── Raw data

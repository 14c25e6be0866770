//! Page view state.
//!
//! Each page owns one immutable record of its filters, sort and selection.
//! Events become actions; `reduce` returns the next record and leaves the old
//! one untouched. `apply` turns a fetched slice into what the page shows.

use chrono::NaiveDateTime;
use chrono_tz::Tz;
use serde::{Deserialize, Serialize};

use crate::aggregate::PersonSummary;
use crate::dates::parse_local_datetime;
use crate::types::{Meeting, SourceType, Task, TaskPriority, TaskStatus};

fn matches_search(needle: &str, haystacks: &[&str]) -> bool {
    let needle = needle.trim().to_lowercase();
    needle.is_empty() || haystacks.iter().any(|h| h.to_lowercase().contains(&needle))
}

// =============================================================================
// Meetings
// =============================================================================

#[derive(Debug, Clone, Copy, PartialEq, Eq, Default, Serialize, Deserialize)]
#[serde(rename_all = "camelCase")]
pub enum MeetingSort {
    #[default]
    NewestFirst,
    OldestFirst,
    Title,
}

#[derive(Debug, Clone, PartialEq, Eq, Default, Serialize, Deserialize)]
#[serde(rename_all = "camelCase")]
pub struct MeetingsView {
    pub search: String,
    pub source: Option<SourceType>,
    pub sort: MeetingSort,
    pub selected: Option<String>,
}

#[derive(Debug, Clone, PartialEq, Eq)]
pub enum MeetingsAction {
    Search(String),
    FilterSource(Option<SourceType>),
    SortBy(MeetingSort),
    Select(String),
    Deselect,
    ClearFilters,
}

impl MeetingsView {
    pub fn reduce(self, action: MeetingsAction) -> Self {
        match action {
            MeetingsAction::Search(search) => Self { search, ..self },
            MeetingsAction::FilterSource(source) => Self { source, ..self },
            MeetingsAction::SortBy(sort) => Self { sort, ..self },
            MeetingsAction::Select(id) => Self {
                selected: Some(id),
                ..self
            },
            MeetingsAction::Deselect => Self {
                selected: None,
                ..self
            },
            MeetingsAction::ClearFilters => Self {
                selected: self.selected,
                ..Self::default()
            },
        }
    }

    /// Matching meetings in display order. Search covers title, summary,
    /// participants and organizations.
    pub fn apply<'a>(&self, meetings: &'a [Meeting], tz: &Tz) -> Vec<&'a Meeting> {
        let mut shown: Vec<(&Meeting, Option<NaiveDateTime>)> = meetings
            .iter()
            .filter(|m| self.source.map_or(true, |s| m.source_type == s))
            .filter(|m| {
                let participants = m.participants().join(" ");
                let organizations = m.organizations().join(" ");
                matches_search(
                    &self.search,
                    &[
                        m.title.as_str(),
                        m.executive_summary.as_str(),
                        participants.as_str(),
                        organizations.as_str(),
                    ],
                )
            })
            .map(|m| (m, parse_local_datetime(&m.meeting_date, tz)))
            .collect();

        match self.sort {
            // Undated meetings sink to the bottom either way.
            MeetingSort::NewestFirst => shown.sort_by(|a, b| match (a.1, b.1) {
                (Some(x), Some(y)) => y.cmp(&x),
                (x, y) => y.is_some().cmp(&x.is_some()),
            }),
            MeetingSort::OldestFirst => shown.sort_by(|a, b| match (a.1, b.1) {
                (Some(x), Some(y)) => x.cmp(&y),
                (x, y) => y.is_some().cmp(&x.is_some()),
            }),
            MeetingSort::Title => {
                shown.sort_by_cached_key(|(m, _)| m.title.to_lowercase())
            }
        }
        shown.into_iter().map(|(m, _)| m).collect()
    }

    pub fn selected_meeting<'a>(&self, meetings: &'a [Meeting]) -> Option<&'a Meeting> {
        let id = self.selected.as_deref()?;
        meetings.iter().find(|m| m.id == id)
    }
}

// =============================================================================
// Tasks
// =============================================================================

#[derive(Debug, Clone, Copy, PartialEq, Eq, Default, Serialize, Deserialize)]
#[serde(rename_all = "camelCase")]
pub enum TaskSort {
    /// Earliest due first; tasks without a due date last.
    #[default]
    DueDate,
    /// High before low.
    Priority,
    NewestFirst,
}

#[derive(Debug, Clone, PartialEq, Eq, Serialize, Deserialize)]
#[serde(rename_all = "camelCase")]
pub struct TasksView {
    pub search: String,
    pub status: Option<TaskStatus>,
    pub priority: Option<TaskPriority>,
    pub assignee: Option<String>,
    pub sort: TaskSort,
    pub show_completed: bool,
}

impl Default for TasksView {
    fn default() -> Self {
        Self {
            search: String::new(),
            status: None,
            priority: None,
            assignee: None,
            sort: TaskSort::default(),
            show_completed: true,
        }
    }
}

#[derive(Debug, Clone, PartialEq, Eq)]
pub enum TasksAction {
    Search(String),
    FilterStatus(Option<TaskStatus>),
    FilterPriority(Option<TaskPriority>),
    FilterAssignee(Option<String>),
    SortBy(TaskSort),
    ToggleCompleted,
    ClearFilters,
}

impl TasksView {
    pub fn reduce(self, action: TasksAction) -> Self {
        match action {
            TasksAction::Search(search) => Self { search, ..self },
            TasksAction::FilterStatus(status) => Self { status, ..self },
            TasksAction::FilterPriority(priority) => Self { priority, ..self },
            TasksAction::FilterAssignee(assignee) => Self { assignee, ..self },
            TasksAction::SortBy(sort) => Self { sort, ..self },
            TasksAction::ToggleCompleted => Self {
                show_completed: !self.show_completed,
                ..self
            },
            TasksAction::ClearFilters => Self {
                sort: self.sort,
                ..Self::default()
            },
        }
    }

    pub fn apply<'a>(&self, tasks: &'a [Task], tz: &Tz) -> Vec<&'a Task> {
        let mut shown: Vec<&Task> = tasks
            .iter()
            .filter(|t| self.show_completed || t.status != TaskStatus::Completed)
            .filter(|t| self.status.map_or(true, |s| t.status == s))
            .filter(|t| self.priority.map_or(true, |p| t.priority == p))
            .filter(|t| match &self.assignee {
                Some(who) => t
                    .assignee
                    .as_deref()
                    .is_some_and(|a| a.eq_ignore_ascii_case(who)),
                None => true,
            })
            .filter(|t| {
                matches_search(
                    &self.search,
                    &[t.title.as_str(), t.category.as_deref().unwrap_or("")],
                )
            })
            .collect();

        match self.sort {
            TaskSort::DueDate => shown.sort_by_cached_key(|t| {
                let due = t
                    .due_date
                    .as_deref()
                    .and_then(|d| parse_local_datetime(d, tz));
                (due.is_none(), due)
            }),
            TaskSort::Priority => shown.sort_by(|a, b| b.priority.cmp(&a.priority)),
            TaskSort::NewestFirst => shown.sort_by_cached_key(|t| {
                std::cmp::Reverse(parse_local_datetime(&t.created_at, tz))
            }),
        }
        shown
    }

    /// Filtered, sorted tasks split by status: open, in progress, completed.
    /// Empty groups are omitted.
    pub fn grouped<'a>(&self, tasks: &'a [Task], tz: &Tz) -> Vec<(TaskStatus, Vec<&'a Task>)> {
        let shown = self.apply(tasks, tz);
        [TaskStatus::Open, TaskStatus::InProgress, TaskStatus::Completed]
            .into_iter()
            .map(|status| {
                let group: Vec<&Task> = shown.iter().copied().filter(|t| t.status == status).collect();
                (status, group)
            })
            .filter(|(_, group)| !group.is_empty())
            .collect()
    }
}

// =============================================================================
// People
// =============================================================================

#[derive(Debug, Clone, Copy, PartialEq, Eq, Default, Serialize, Deserialize)]
#[serde(rename_all = "camelCase")]
pub enum PeopleSort {
    #[default]
    MostMeetings,
    Name,
    RecentlySeen,
}

#[derive(Debug, Clone, PartialEq, Eq, Default, Serialize, Deserialize)]
#[serde(rename_all = "camelCase")]
pub struct PeopleView {
    pub search: String,
    pub organization: Option<String>,
    pub sort: PeopleSort,
    pub selected: Option<String>,
}

#[derive(Debug, Clone, PartialEq, Eq)]
pub enum PeopleAction {
    Search(String),
    FilterOrganization(Option<String>),
    SortBy(PeopleSort),
    /// Select by person key.
    Select(String),
    Deselect,
}

impl PeopleView {
    pub fn reduce(self, action: PeopleAction) -> Self {
        match action {
            PeopleAction::Search(search) => Self { search, ..self },
            PeopleAction::FilterOrganization(organization) => Self {
                organization,
                ..self
            },
            PeopleAction::SortBy(sort) => Self { sort, ..self },
            PeopleAction::Select(key) => Self {
                selected: Some(key),
                ..self
            },
            PeopleAction::Deselect => Self {
                selected: None,
                ..self
            },
        }
    }

    pub fn apply<'a>(&self, people: &'a [PersonSummary], tz: &Tz) -> Vec<&'a PersonSummary> {
        let mut shown: Vec<&PersonSummary> = people
            .iter()
            .filter(|p| match &self.organization {
                Some(org) => p.organizations.iter().any(|o| o.eq_ignore_ascii_case(org)),
                None => true,
            })
            .filter(|p| {
                let orgs: Vec<&str> = p.organizations.iter().map(String::as_str).collect();
                let emails: Vec<&str> = p.emails.iter().map(String::as_str).collect();
                let mut fields = vec![p.name.as_str()];
                fields.extend(orgs);
                fields.extend(emails);
                matches_search(&self.search, &fields)
            })
            .collect();

        match self.sort {
            // Directory order already is meeting count, then name.
            PeopleSort::MostMeetings => {}
            PeopleSort::Name => shown.sort_by(|a, b| a.key.cmp(&b.key)),
            PeopleSort::RecentlySeen => shown.sort_by_cached_key(|p| {
                std::cmp::Reverse(parse_local_datetime(&p.last_meeting, tz))
            }),
        }
        shown
    }
}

────

__Work instruction__:
Select all lines in the listing above where the word "record" appears, and show them.

__Worked solution__:
//! Each page owns one immutable record of its filters, sort and selection.
//! Events become actions; `reduce` returns the next record and leaves the old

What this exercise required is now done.